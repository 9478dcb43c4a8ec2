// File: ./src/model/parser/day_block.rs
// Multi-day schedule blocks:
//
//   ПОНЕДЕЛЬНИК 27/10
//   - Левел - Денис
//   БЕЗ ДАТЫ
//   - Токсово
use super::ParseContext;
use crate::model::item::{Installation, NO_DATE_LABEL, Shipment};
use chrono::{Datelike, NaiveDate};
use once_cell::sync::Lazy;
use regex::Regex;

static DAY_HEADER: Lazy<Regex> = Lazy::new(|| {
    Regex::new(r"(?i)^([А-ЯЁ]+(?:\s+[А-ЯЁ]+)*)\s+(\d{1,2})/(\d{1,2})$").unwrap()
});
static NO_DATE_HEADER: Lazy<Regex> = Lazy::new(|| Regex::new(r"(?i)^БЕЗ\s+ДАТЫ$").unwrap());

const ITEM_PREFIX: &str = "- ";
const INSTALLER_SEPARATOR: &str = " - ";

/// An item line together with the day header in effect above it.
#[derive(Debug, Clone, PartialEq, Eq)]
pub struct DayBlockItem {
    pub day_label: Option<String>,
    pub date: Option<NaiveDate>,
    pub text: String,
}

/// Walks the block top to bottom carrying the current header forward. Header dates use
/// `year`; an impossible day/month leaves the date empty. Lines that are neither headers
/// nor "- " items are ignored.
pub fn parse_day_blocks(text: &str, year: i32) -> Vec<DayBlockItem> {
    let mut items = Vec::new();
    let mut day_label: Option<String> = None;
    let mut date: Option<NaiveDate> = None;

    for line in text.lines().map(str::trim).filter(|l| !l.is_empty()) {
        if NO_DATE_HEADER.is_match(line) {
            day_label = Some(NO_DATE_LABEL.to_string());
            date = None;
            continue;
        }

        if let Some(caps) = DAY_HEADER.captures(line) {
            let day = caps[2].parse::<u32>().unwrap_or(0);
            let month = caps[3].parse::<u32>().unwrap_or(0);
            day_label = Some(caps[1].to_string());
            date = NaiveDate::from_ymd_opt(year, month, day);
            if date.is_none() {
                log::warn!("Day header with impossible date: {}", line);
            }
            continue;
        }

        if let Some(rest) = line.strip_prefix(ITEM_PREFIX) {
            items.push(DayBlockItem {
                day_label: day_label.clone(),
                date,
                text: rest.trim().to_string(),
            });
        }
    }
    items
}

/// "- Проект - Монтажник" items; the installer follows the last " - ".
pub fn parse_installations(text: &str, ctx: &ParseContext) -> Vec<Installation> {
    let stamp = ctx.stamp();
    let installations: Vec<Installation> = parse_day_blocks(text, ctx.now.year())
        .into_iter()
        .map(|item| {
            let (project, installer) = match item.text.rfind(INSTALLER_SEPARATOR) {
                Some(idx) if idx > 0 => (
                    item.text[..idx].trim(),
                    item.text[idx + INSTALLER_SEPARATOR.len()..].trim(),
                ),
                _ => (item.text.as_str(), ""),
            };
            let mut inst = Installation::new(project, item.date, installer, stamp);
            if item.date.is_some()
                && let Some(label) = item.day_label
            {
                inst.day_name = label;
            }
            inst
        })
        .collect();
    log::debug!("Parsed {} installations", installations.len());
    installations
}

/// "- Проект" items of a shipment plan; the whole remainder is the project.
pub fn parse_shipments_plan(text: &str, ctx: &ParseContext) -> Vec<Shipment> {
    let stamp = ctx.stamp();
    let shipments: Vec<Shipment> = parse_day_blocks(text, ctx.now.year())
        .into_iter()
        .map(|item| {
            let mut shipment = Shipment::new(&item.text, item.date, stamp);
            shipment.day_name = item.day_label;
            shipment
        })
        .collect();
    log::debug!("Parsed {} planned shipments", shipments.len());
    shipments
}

- - - - - - -

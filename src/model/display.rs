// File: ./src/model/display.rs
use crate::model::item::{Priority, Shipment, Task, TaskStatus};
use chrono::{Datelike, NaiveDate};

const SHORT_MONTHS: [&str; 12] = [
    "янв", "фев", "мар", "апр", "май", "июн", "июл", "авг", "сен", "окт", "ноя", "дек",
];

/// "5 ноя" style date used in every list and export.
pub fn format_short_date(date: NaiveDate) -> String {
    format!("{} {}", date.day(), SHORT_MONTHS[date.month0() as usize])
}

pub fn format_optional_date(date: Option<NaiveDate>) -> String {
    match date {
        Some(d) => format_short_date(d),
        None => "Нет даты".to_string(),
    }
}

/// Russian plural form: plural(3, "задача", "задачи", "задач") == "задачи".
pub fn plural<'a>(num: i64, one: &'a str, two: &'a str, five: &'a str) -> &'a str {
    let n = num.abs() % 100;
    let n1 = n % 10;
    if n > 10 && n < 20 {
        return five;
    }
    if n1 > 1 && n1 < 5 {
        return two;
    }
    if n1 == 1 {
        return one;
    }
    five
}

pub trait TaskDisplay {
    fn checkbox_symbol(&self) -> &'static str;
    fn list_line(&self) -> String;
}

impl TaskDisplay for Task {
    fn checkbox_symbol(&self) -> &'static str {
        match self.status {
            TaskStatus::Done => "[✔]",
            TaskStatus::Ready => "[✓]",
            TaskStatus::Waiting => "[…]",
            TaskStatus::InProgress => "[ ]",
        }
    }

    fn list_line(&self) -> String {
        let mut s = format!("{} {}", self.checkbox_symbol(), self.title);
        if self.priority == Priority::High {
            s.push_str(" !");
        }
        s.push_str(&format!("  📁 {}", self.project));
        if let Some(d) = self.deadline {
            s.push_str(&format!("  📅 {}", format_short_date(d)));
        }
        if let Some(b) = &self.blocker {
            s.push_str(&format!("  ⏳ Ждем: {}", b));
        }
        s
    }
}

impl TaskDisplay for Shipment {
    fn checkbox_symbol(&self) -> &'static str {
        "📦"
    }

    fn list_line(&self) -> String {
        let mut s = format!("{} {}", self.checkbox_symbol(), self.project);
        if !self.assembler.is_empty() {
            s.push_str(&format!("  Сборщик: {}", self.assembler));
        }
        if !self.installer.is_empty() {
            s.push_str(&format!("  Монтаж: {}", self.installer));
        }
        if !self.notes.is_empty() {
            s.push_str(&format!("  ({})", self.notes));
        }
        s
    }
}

- - - - - - -

The problem:
Take exactly the lines from the one containing "repository 9478dcb43c4a8ec2" through the one containing "let mut day_label: Option<String> = None;" in the data above, and output them with nothing added.

Completed exercise:
repository 9478dcb43c4a8ec2
// File: ./src/model/parser/day_block.rs
// Multi-day schedule blocks:
//
//   ПОНЕДЕЛЬНИК 27/10
//   - Левел - Денис
//   БЕЗ ДАТЫ
//   - Токсово
use super::ParseContext;
use crate::model::item::{Installation, NO_DATE_LABEL, Shipment};
use chrono::{Datelike, NaiveDate};
use once_cell::sync::Lazy;
use regex::Regex;

static DAY_HEADER: Lazy<Regex> = Lazy::new(|| {
    Regex::new(r"(?i)^([А-ЯЁ]+(?:\s+[А-ЯЁ]+)*)\s+(\d{1,2})/(\d{1,2})$").unwrap()
});
static NO_DATE_HEADER: Lazy<Regex> = Lazy::new(|| Regex::new(r"(?i)^БЕЗ\s+ДАТЫ$").unwrap());

const ITEM_PREFIX: &str = "- ";
const INSTALLER_SEPARATOR: &str = " - ";

/// An item line together with the day header in effect above it.
#[derive(Debug, Clone, PartialEq, Eq)]
pub struct DayBlockItem {
    pub day_label: Option<String>,
    pub date: Option<NaiveDate>,
    pub text: String,
}

/// Walks the block top to bottom carrying the current header forward. Header dates use
/// `year`; an impossible day/month leaves the date empty. Lines that are neither headers
/// nor "- " items are ignored.
pub fn parse_day_blocks(text: &str, year: i32) -> Vec<DayBlockItem> {
    let mut items = Vec::new();
    let mut day_label: Option<String> = None;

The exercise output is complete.